Paris: Orizons, 2016. 340 pages. Paper: 35€. ISBN: 979-10-309-0078-1.

Shortly after the close of the Second Vatican Council, the French Jesuit and peritus Jean Daniélou recollected how John Henry Newman had shaped his own theological vision. He considered how Newman had found in faith a way to unify both the seemingly disparate chapters of his own life and the distinctive epochs of the Christian past. Marek Cieślik is a Parisian Jesuit like Daniélou and likewise traces the Second Vatican Council's emphasis on "dialogue" back to Newman. His monograph defines Newman's understanding of dialogue as "focused as much on action as on knowledge" (319) and "ethereal discourse" (22). Cieślik claims, "the dialogue of which Gaudium et Spes and Ecclesiam Suam both speak was tacitly but effectively inspired by the existential and intellectual contribution of John Henry Newman" (319). While Cieślik refers to Vatican II documents sparingly, his focus accords with Peter Hünermann's hermeneutic that conciliar documents are "constitutional texts" requiring ongoing interpretation. Cieślik's valuable contribution is his interpretation of Newman's understanding of the personal, existential dimensions in which faith and reason interact. Not surprisingly, Cieślik identifies Newman's illative sense as the "cornerstone" of his contributions (228).

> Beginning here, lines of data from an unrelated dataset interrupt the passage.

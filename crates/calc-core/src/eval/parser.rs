//! Recursive-descent parser producing an expression tree.
//!
//! Grammar (lowest to highest precedence):
//!
//! ```text
//! expr    := term (('+' | '-') term)*
//! term    := unary (('*' | '/' | '%') unary)*
//! unary   := ('+' | '-') unary | power
//! power   := primary ('**' unary)?
//! primary := NUMBER | IDENT | IDENT '(' args? ')' | '(' expr ')'
//! args    := expr (',' expr)*
//! ```
//!
//! Left-associative chains are stored flat so neither evaluation nor drop
//! recurses once per operand. Every nested operand passes through `unary`,
//! so counting depth there caps parentheses, sign runs, `**` chains and call
//! arguments alike at [`MAX_DEPTH`].

use super::errors::EvalError;
use super::lexer::Token;
use crate::number::Number;

/// Maximum nesting depth accepted by the parser.
pub const MAX_DEPTH: usize = 256;

/// Additive operator.
#[derive(Clone, Copy, Debug, PartialEq, Eq)]
pub enum AddOp {
    Add,
    Sub,
}

/// Multiplicative operator.
#[derive(Clone, Copy, Debug, PartialEq, Eq)]
pub enum MulOp {
    Mul,
    Div,
    Rem,
}

/// Parsed expression tree.
#[derive(Clone, Debug, PartialEq)]
pub enum Expr {
    /// Literal.
    Num(Number),
    /// Bare name (constant lookup).
    Name(String),
    /// Function call.
    Call(String, Vec<Expr>),
    /// Unary minus.
    Neg(Box<Expr>),
    /// Unary plus.
    Pos(Box<Expr>),
    /// `base ** exponent`.
    Pow(Box<Expr>, Box<Expr>),
    /// `first (op operand)*` for `+`/`-`.
    Sum(Box<Expr>, Vec<(AddOp, Expr)>),
    /// `first (op operand)*` for `*`/`/`/`%`.
    Product(Box<Expr>, Vec<(MulOp, Expr)>),
}

/// Parse a token stream into a single expression.
pub fn parse(tokens: &[Token]) -> Result<Expr, EvalError> {
    let mut parser = Parser {
        tokens,
        pos: 0,
        depth: 0,
    };
    let expr = parser.expr()?;
    match parser.peek() {
        None => Ok(expr),
        Some(tok) => Err(EvalError::syntax(format!(
            "unexpected {tok:?} at token {}",
            parser.pos
        ))),
    }
}

struct Parser<'a> {
    tokens: &'a [Token],
    pos: usize,
    depth: usize,
}

impl Parser<'_> {
    fn peek(&self) -> Option<&Token> {
        self.tokens.get(self.pos)
    }

    fn bump(&mut self) -> Option<&Token> {
        let tok = self.tokens.get(self.pos);
        if tok.is_some() {
            self.pos += 1;
        }
        tok
    }

    fn eat(&mut self, expected: &Token) -> bool {
        if self.peek() == Some(expected) {
            self.pos += 1;
            true
        } else {
            false
        }
    }

    fn expect(&mut self, expected: &Token) -> Result<(), EvalError> {
        if self.eat(expected) {
            Ok(())
        } else {
            Err(EvalError::syntax(format!(
                "expected {expected:?}, found {:?}",
                self.peek()
            )))
        }
    }

    fn descend(&mut self) -> Result<(), EvalError> {
        self.depth += 1;
        if self.depth > MAX_DEPTH {
            return Err(EvalError::other("expression is nested too deeply"));
        }
        Ok(())
    }

    fn ascend(&mut self) {
        self.depth -= 1;
    }

    fn expr(&mut self) -> Result<Expr, EvalError> {
        let first = self.term()?;
        let mut rest = Vec::new();
        loop {
            let op = match self.peek() {
                Some(Token::Plus) => AddOp::Add,
                Some(Token::Minus) => AddOp::Sub,
                _ => break,
            };
            self.pos += 1;
            rest.push((op, self.term()?));
        }
        if rest.is_empty() {
            Ok(first)
        } else {
            Ok(Expr::Sum(Box::new(first), rest))
        }
    }

    fn term(&mut self) -> Result<Expr, EvalError> {
        let first = self.unary()?;
        let mut rest = Vec::new();
        loop {
            let op = match self.peek() {
                Some(Token::Star) => MulOp::Mul,
                Some(Token::Slash) => MulOp::Div,
                Some(Token::Percent) => MulOp::Rem,
                _ => break,
            };
            self.pos += 1;
            rest.push((op, self.unary()?));
        }
        if rest.is_empty() {
            Ok(first)
        } else {
            Ok(Expr::Product(Box::new(first), rest))
        }
    }

    fn unary(&mut self) -> Result<Expr, EvalError> {
        self.descend()?;
        let expr = if self.eat(&Token::Minus) {
            Expr::Neg(Box::new(self.unary()?))
        } else if self.eat(&Token::Plus) {
            Expr::Pos(Box::new(self.unary()?))
        } else {
            self.power()?
        };
        self.ascend();
        Ok(expr)
    }

    fn power(&mut self) -> Result<Expr, EvalError> {
        let base = self.primary()?;
        if self.eat(&Token::DoubleStar) {
            let exponent = self.unary()?;
            Ok(Expr::Pow(Box::new(base), Box::new(exponent)))
        } else {
            Ok(base)
        }
    }

    fn primary(&mut self) -> Result<Expr, EvalError> {
        match self.bump() {
            Some(Token::Number(n)) => Ok(Expr::Num(*n)),
            Some(Token::Ident(name)) => {
                let name = name.clone();
                if self.eat(&Token::LParen) {
                    let args = self.args()?;
                    Ok(Expr::Call(name, args))
                } else {
                    Ok(Expr::Name(name))
                }
            }
            Some(Token::LParen) => {
                let inner = self.expr()?;
                self.expect(&Token::RParen)?;
                Ok(inner)
            }
            Some(tok) => Err(EvalError::syntax(format!("unexpected {tok:?}"))),
            None => Err(EvalError::syntax("unexpected end of expression")),
        }
    }

    fn args(&mut self) -> Result<Vec<Expr>, EvalError> {
        let mut args = Vec::new();
        if self.eat(&Token::RParen) {
            return Ok(args);
        }
        loop {
            args.push(self.expr()?);
            if self.eat(&Token::Comma) {
                // Trailing comma before ')' is accepted.
                if self.eat(&Token::RParen) {
                    break;
                }
                continue;
            }
            self.expect(&Token::RParen)?;
            break;
        }
        Ok(args)
    }
}
//! Calculator numbers.
//!
//! A [`Number`] is either an exact integer or a float. Integer arithmetic
//! stays integral while it fits in an `i64` and falls back to float on
//! overflow; true division always produces a float. Integers serialize as
//! JSON integers and floats as JSON floats, so `4` and `4.0` stay distinct on
//! the wire.

use std::fmt;

use serde::{Deserialize, Serialize};

use crate::eval::EvalError;

/// An integer or floating-point calculator value.
#[derive(Clone, Copy, Debug, PartialEq, Serialize, Deserialize)]
#[serde(untagged)]
pub enum Number {
    /// Exact integer.
    Int(i64),
    /// IEEE-754 double.
    Float(f64),
}

impl Number {
    /// Integer zero, the initial value of both session registers.
    pub const ZERO: Self = Self::Int(0);

    /// Lossy conversion to `f64`.
    #[allow(clippy::cast_precision_loss)]
    pub fn as_f64(self) -> f64 {
        match self {
            Self::Int(i) => i as f64,
            Self::Float(f) => f,
        }
    }

    /// Whether this value is an integer or a finite float without a fraction.
    pub fn is_whole(self) -> bool {
        match self {
            Self::Int(_) => true,
            Self::Float(f) => f.is_finite() && f.fract() == 0.0,
        }
    }

    /// Whether this value is finite (integers always are).
    pub fn is_finite(self) -> bool {
        match self {
            Self::Int(_) => true,
            Self::Float(f) => f.is_finite(),
        }
    }

    /// Whether this value is zero.
    pub fn is_zero(self) -> bool {
        match self {
            Self::Int(i) => i == 0,
            Self::Float(f) => f == 0.0,
        }
    }

    /// `self + rhs`.
    pub fn checked_add(self, rhs: Self) -> Self {
        match (self, rhs) {
            (Self::Int(a), Self::Int(b)) => a
                .checked_add(b)
                .map_or_else(|| Self::Float(self.as_f64() + rhs.as_f64()), Self::Int),
            _ => Self::Float(self.as_f64() + rhs.as_f64()),
        }
    }

    /// `self - rhs`.
    pub fn checked_sub(self, rhs: Self) -> Self {
        match (self, rhs) {
            (Self::Int(a), Self::Int(b)) => a
                .checked_sub(b)
                .map_or_else(|| Self::Float(self.as_f64() - rhs.as_f64()), Self::Int),
            _ => Self::Float(self.as_f64() - rhs.as_f64()),
        }
    }

    /// `self * rhs`.
    pub fn checked_mul(self, rhs: Self) -> Self {
        match (self, rhs) {
            (Self::Int(a), Self::Int(b)) => a
                .checked_mul(b)
                .map_or_else(|| Self::Float(self.as_f64() * rhs.as_f64()), Self::Int),
            _ => Self::Float(self.as_f64() * rhs.as_f64()),
        }
    }

    /// True division `self / rhs`; always a float.
    pub fn checked_div(self, rhs: Self) -> Result<Self, EvalError> {
        if rhs.is_zero() {
            return Err(EvalError::DivisionByZero);
        }
        Ok(Self::Float(self.as_f64() / rhs.as_f64()))
    }

    /// Floored modulo `self % rhs`: the result takes the sign of the divisor.
    pub fn checked_rem(self, rhs: Self) -> Result<Self, EvalError> {
        if rhs.is_zero() {
            return Err(EvalError::DivisionByZero);
        }
        match (self, rhs) {
            (Self::Int(a), Self::Int(b)) => {
                let r = a.checked_rem(b).unwrap_or(0);
                if r != 0 && (r < 0) != (b < 0) {
                    Ok(Self::Int(r + b))
                } else {
                    Ok(Self::Int(r))
                }
            }
            _ => {
                let (a, b) = (self.as_f64(), rhs.as_f64());
                let r = a % b;
                if r != 0.0 && (r < 0.0) != (b < 0.0) {
                    Ok(Self::Float(r + b))
                } else if r == 0.0 {
                    Ok(Self::Float(0.0_f64.copysign(b)))
                } else {
                    Ok(Self::Float(r))
                }
            }
        }
    }

    /// Exponentiation `self ** rhs`.
    pub fn checked_pow(self, rhs: Self) -> Result<Self, EvalError> {
        if let (Self::Int(base), Self::Int(exp)) = (self, rhs) {
            if exp >= 0 {
                if let Some(v) = u32::try_from(exp).ok().and_then(|e| base.checked_pow(e)) {
                    return Ok(Self::Int(v));
                }
                let v = self.as_f64().powf(rhs.as_f64());
                return if v.is_finite() {
                    Ok(Self::Float(v))
                } else {
                    Err(EvalError::Other("math range error".into()))
                };
            }
        }

        let (base, exp) = (self.as_f64(), rhs.as_f64());
        if base == 0.0 && exp < 0.0 {
            return Err(EvalError::DivisionByZero);
        }
        if base < 0.0 && exp.is_finite() && exp.fract() != 0.0 {
            return Err(EvalError::Domain(
                "negative number cannot be raised to a fractional power".into(),
            ));
        }
        let v = base.powf(exp);
        if v.is_infinite() && base.is_finite() && exp.is_finite() {
            return Err(EvalError::Other("Numerical result out of range".into()));
        }
        Ok(Self::Float(v))
    }

    /// Unary minus.
    pub fn negate(self) -> Self {
        match self {
            Self::Int(i) => i
                .checked_neg()
                .map_or_else(|| Self::Float(-self.as_f64()), Self::Int),
            Self::Float(f) => Self::Float(-f),
        }
    }

    /// Absolute value, preserving the number kind.
    pub fn abs(self) -> Self {
        match self {
            Self::Int(i) => i
                .checked_abs()
                .map_or_else(|| Self::Float(self.as_f64().abs()), Self::Int),
            Self::Float(f) => Self::Float(f.abs()),
        }
    }

    /// Convert a whole float to an integer when it fits in `i64`.
    #[allow(clippy::cast_possible_truncation, clippy::cast_precision_loss)]
    pub fn integral(value: f64) -> Result<Self, EvalError> {
        if !value.is_finite() {
            return Err(EvalError::Other(
                "cannot convert float infinity or NaN to integer".into(),
            ));
        }
        if value >= i64::MIN as f64 && value < i64::MAX as f64 {
            Ok(Self::Int(value as i64))
        } else {
            Ok(Self::Float(value))
        }
    }
}

impl Default for Number {
    fn default() -> Self {
        Self::ZERO
    }
}

impl From<i64> for Number {
    fn from(value: i64) -> Self {
        Self::Int(value)
    }
}

impl From<f64> for Number {
    fn from(value: f64) -> Self {
        Self::Float(value)
    }
}

impl fmt::Display for Number {
    fn fmt(&self, f: &mut fmt::Formatter<'_>) -> fmt::Result {
        match self {
            Self::Int(i) => write!(f, "{i}"),
            Self::Float(x) if x.is_finite() && x.fract() == 0.0 && x.abs() < 1e16 => {
                write!(f, "{x:.1}")
            }
            Self::Float(x) => write!(f, "{x}"),
        }
    }
}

Cieślik's study began as a 2007 doctoral thesis at Centre Sévres, and it proceeds in three main sections. These sections cover Newman's biography, doctrinal development, and finally his understanding of faith and reason, particularly in the Grammar of Assent. This structure proceeds from Cieślik's methodology, which emerges from German fundamental theologian Hans Waldenfels. Cieślik writes: "Throughout this theology of dialogue, we affirm that fundamental theology must not overlook its apologetic dimension, nor its privileged connection to frontier questions, since it has both an existential and intellectual dimension" (26).

In the first section, Cieślik affirms the biographical problem of unifying the seeming disparate chapters of Newman's life, especially in the formative years before his conversion to Roman Catholicism in 1845. Cieślik's approach to Newman is primarily textual, so his focus rests on published sermons and essays in lieu of epistolary and archival sources, which would provide the historical and political contexts of Oriel College, the Oxford Movement, and so on.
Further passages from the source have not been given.